Data entries
>>>>>

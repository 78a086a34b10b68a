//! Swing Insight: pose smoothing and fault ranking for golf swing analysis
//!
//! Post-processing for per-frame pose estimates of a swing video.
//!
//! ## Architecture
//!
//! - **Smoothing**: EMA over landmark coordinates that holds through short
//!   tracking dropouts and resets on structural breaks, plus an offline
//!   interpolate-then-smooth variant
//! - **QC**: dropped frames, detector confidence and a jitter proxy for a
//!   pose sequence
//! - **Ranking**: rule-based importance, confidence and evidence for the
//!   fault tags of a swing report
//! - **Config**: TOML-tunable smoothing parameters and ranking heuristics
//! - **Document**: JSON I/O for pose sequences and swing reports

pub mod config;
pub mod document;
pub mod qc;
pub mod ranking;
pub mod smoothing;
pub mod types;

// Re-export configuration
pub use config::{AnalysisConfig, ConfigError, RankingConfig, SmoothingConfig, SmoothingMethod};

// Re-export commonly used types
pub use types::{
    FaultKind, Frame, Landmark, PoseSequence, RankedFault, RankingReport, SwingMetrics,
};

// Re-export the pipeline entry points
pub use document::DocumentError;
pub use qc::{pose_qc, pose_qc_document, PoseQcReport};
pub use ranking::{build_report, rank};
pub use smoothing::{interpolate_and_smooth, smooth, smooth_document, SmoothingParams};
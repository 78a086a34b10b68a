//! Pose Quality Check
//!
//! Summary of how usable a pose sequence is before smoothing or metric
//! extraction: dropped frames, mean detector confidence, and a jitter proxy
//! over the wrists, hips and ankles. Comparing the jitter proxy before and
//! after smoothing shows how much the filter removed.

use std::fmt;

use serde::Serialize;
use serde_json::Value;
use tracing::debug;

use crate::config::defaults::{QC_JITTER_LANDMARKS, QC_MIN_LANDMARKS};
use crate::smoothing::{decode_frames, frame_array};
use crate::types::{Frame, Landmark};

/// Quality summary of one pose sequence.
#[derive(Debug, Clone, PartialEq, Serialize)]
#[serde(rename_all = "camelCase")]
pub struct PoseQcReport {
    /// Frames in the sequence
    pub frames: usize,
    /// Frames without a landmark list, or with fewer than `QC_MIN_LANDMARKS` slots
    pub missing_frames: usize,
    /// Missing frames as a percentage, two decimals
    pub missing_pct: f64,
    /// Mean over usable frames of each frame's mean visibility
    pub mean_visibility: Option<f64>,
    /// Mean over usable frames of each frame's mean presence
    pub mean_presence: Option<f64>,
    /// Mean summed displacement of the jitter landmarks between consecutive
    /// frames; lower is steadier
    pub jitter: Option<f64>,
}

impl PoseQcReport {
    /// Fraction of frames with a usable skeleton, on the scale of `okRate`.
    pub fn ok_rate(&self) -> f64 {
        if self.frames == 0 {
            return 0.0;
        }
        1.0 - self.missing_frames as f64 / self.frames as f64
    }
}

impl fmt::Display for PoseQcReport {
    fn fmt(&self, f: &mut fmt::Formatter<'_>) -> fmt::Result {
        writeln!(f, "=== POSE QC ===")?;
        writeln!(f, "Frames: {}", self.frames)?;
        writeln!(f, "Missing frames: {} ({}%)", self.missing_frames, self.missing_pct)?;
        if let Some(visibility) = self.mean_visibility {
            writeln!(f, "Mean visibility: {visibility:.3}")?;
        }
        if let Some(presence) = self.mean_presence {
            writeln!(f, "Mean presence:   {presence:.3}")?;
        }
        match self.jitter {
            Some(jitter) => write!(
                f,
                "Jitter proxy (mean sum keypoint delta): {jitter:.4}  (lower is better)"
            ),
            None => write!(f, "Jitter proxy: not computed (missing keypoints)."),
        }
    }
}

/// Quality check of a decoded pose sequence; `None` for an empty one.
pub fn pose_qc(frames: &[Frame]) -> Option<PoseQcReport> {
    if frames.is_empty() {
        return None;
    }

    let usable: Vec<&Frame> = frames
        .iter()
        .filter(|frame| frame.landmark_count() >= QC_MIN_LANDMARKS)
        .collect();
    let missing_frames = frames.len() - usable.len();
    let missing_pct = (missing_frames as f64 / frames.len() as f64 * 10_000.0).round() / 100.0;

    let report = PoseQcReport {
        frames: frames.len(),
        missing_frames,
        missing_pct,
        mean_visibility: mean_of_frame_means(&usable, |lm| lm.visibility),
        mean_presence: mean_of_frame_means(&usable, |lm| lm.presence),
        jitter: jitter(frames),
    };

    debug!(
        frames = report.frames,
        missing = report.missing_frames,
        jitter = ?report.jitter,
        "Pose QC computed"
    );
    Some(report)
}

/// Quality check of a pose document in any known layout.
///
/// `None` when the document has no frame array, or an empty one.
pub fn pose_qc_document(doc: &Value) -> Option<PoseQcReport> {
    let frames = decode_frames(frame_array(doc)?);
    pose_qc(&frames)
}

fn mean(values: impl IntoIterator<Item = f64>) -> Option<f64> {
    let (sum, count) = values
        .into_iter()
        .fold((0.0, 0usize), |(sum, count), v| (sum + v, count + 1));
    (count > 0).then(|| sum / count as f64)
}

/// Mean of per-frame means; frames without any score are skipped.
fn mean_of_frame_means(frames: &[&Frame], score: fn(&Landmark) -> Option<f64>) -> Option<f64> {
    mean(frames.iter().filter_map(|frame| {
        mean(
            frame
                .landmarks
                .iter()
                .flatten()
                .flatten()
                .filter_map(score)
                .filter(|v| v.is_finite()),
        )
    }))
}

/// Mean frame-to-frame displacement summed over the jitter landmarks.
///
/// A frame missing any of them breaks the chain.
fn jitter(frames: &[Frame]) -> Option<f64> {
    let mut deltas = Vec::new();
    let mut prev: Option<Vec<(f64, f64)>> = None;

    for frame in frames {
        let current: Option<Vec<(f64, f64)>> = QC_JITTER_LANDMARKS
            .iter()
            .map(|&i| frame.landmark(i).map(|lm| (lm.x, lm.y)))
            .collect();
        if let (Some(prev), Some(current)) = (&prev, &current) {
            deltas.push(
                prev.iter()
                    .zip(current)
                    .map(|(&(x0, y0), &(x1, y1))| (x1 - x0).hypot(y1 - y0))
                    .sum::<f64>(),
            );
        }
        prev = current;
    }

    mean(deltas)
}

<<<<<

◆ **About this exercise**
All of the records above need to be copied exactly.

◆ **Response to the exercise**
repository 78a086a34b10b68a
//! Swing Insight: pose smoothing and fault ranking for golf swing analysis
//!
//! Post-processing for per-frame pose estimates of a swing video.
//!
//! ## Architecture
//!
//! - **Smoothing**: EMA over landmark coordinates that holds through short
//!   tracking dropouts and resets on structural breaks, plus an offline
//!   interpolate-then-smooth variant
//! - **QC**: dropped frames, detector confidence and a jitter proxy for a
//!   pose sequence
//! - **Ranking**: rule-based importance, confidence and evidence for the
//!   fault tags of a swing report
//! - **Config**: TOML-tunable smoothing parameters and ranking heuristics
//! - **Document**: JSON I/O for pose sequences and swing reports

pub mod config;
pub mod document;
pub mod qc;
pub mod ranking;
pub mod smoothing;
pub mod types;

// Re-export configuration
pub use config::{AnalysisConfig, ConfigError, RankingConfig, SmoothingConfig, SmoothingMethod};

// Re-export commonly used types
pub use types::{
    FaultKind, Frame, Landmark, PoseSequence, RankedFault, RankingReport, SwingMetrics,
};

// Re-export the pipeline entry points
pub use document::DocumentError;
pub use qc::{pose_qc, pose_qc_document, PoseQcReport};
pub use ranking::{build_report, rank};
pub use smoothing::{interpolate_and_smooth, smooth, smooth_document, SmoothingParams};
repository 78a086a34b10b68a
//! Pose Quality Check
//!
//! Summary of how usable a pose sequence is before smoothing or metric
//! extraction: dropped frames, mean detector confidence, and a jitter proxy
//! over the wrists, hips and ankles. Comparing the jitter proxy before and
//! after smoothing shows how much the filter removed.

use std::fmt;

use serde::Serialize;
use serde_json::Value;
use tracing::debug;

use crate::config::defaults::{QC_JITTER_LANDMARKS, QC_MIN_LANDMARKS};
use crate::smoothing::{decode_frames, frame_array};
use crate::types::{Frame, Landmark};

/// Quality summary of one pose sequence.
#[derive(Debug, Clone, PartialEq, Serialize)]
#[serde(rename_all = "camelCase")]
pub struct PoseQcReport {
    /// Frames in the sequence
    pub frames: usize,
    /// Frames without a landmark list, or with fewer than `QC_MIN_LANDMARKS` slots
    pub missing_frames: usize,
    /// Missing frames as a percentage, two decimals
    pub missing_pct: f64,
    /// Mean over usable frames of each frame's mean visibility
    pub mean_visibility: Option<f64>,
    /// Mean over usable frames of each frame's mean presence
    pub mean_presence: Option<f64>,
    /// Mean summed displacement of the jitter landmarks between consecutive
    /// frames; lower is steadier
    pub jitter: Option<f64>,
}

impl PoseQcReport {
    /// Fraction of frames with a usable skeleton, on the scale of `okRate`.
    pub fn ok_rate(&self) -> f64 {
        if self.frames == 0 {
            return 0.0;
        }
        1.0 - self.missing_frames as f64 / self.frames as f64
    }
}

impl fmt::Display for PoseQcReport {
    fn fmt(&self, f: &mut fmt::Formatter<'_>) -> fmt::Result {
        writeln!(f, "=== POSE QC ===")?;
        writeln!(f, "Frames: {}", self.frames)?;
        writeln!(f, "Missing frames: {} ({}%)", self.missing_frames, self.missing_pct)?;
        if let Some(visibility) = self.mean_visibility {
            writeln!(f, "Mean visibility: {visibility:.3}")?;
        }
        if let Some(presence) = self.mean_presence {
            writeln!(f, "Mean presence:   {presence:.3}")?;
        }
        match self.jitter {
            Some(jitter) => write!(
                f,
                "Jitter proxy (mean sum keypoint delta): {jitter:.4}  (lower is better)"
            ),
            None => write!(f, "Jitter proxy: not computed (missing keypoints)."),
        }
    }
}

/// Quality check of a decoded pose sequence; `None` for an empty one.
pub fn pose_qc(frames: &[Frame]) -> Option<PoseQcReport> {
    if frames.is_empty() {
        return None;
    }

    let usable: Vec<&Frame> = frames
        .iter()
        .filter(|frame| frame.landmark_count() >= QC_MIN_LANDMARKS)
        .collect();
    let missing_frames = frames.len() - usable.len();
    let missing_pct = (missing_frames as f64 / frames.len() as f64 * 10_000.0).round() / 100.0;

    let report = PoseQcReport {
        frames: frames.len(),
        missing_frames,
        missing_pct,
        mean_visibility: mean_of_frame_means(&usable, |lm| lm.visibility),
        mean_presence: mean_of_frame_means(&usable, |lm| lm.presence),
        jitter: jitter(frames),
    };

    debug!(
        frames = report.frames,
        missing = report.missing_frames,
        jitter = ?report.jitter,
        "Pose QC computed"
    );
    Some(report)
}

/// Quality check of a pose document in any known layout.
///
/// `None` when the document has no frame array, or an empty one.
pub fn pose_qc_document(doc: &Value) -> Option<PoseQcReport> {
    let frames = decode_frames(frame_array(doc)?);
    pose_qc(&frames)
}

fn mean(values: impl IntoIterator<Item = f64>) -> Option<f64> {
    let (sum, count) = values
        .into_iter()
        .fold((0.0, 0usize), |(sum, count), v| (sum + v, count + 1));
    (count > 0).then(|| sum / count as f64)
}

/// Mean of per-frame means; frames without any score are skipped.
fn mean_of_frame_means(frames: &[&Frame], score: fn(&Landmark) -> Option<f64>) -> Option<f64> {
    mean(frames.iter().filter_map(|frame| {
        mean(
            frame
                .landmarks
                .iter()
                .flatten()
                .flatten()
                .filter_map(score)
                .filter(|v| v.is_finite()),
        )
    }))
}

/// Mean frame-to-frame displacement summed over the jitter landmarks.
///
/// A frame missing any of them breaks the chain.
fn jitter(frames: &[Frame]) -> Option<f64> {
    let mut deltas = Vec::new();
    let mut prev: Option<Vec<(f64, f64)>> = None;

    for frame in frames {
        let current: Option<Vec<(f64, f64)>> = QC_JITTER_LANDMARKS
            .iter()
            .map(|&i| frame.landmark(i).map(|lm| (lm.x, lm.y)))
            .collect();
        if let (Some(prev), Some(current)) = (&prev, &current) {
            deltas.push(
                prev.iter()
                    .zip(current)
                    .map(|(&(x0, y0), &(x1, y1))| (x1 - x0).hypot(y1 - y0))
                    .sum::<f64>(),
            );
        }
        prev = current;
    }

    mean(deltas)
}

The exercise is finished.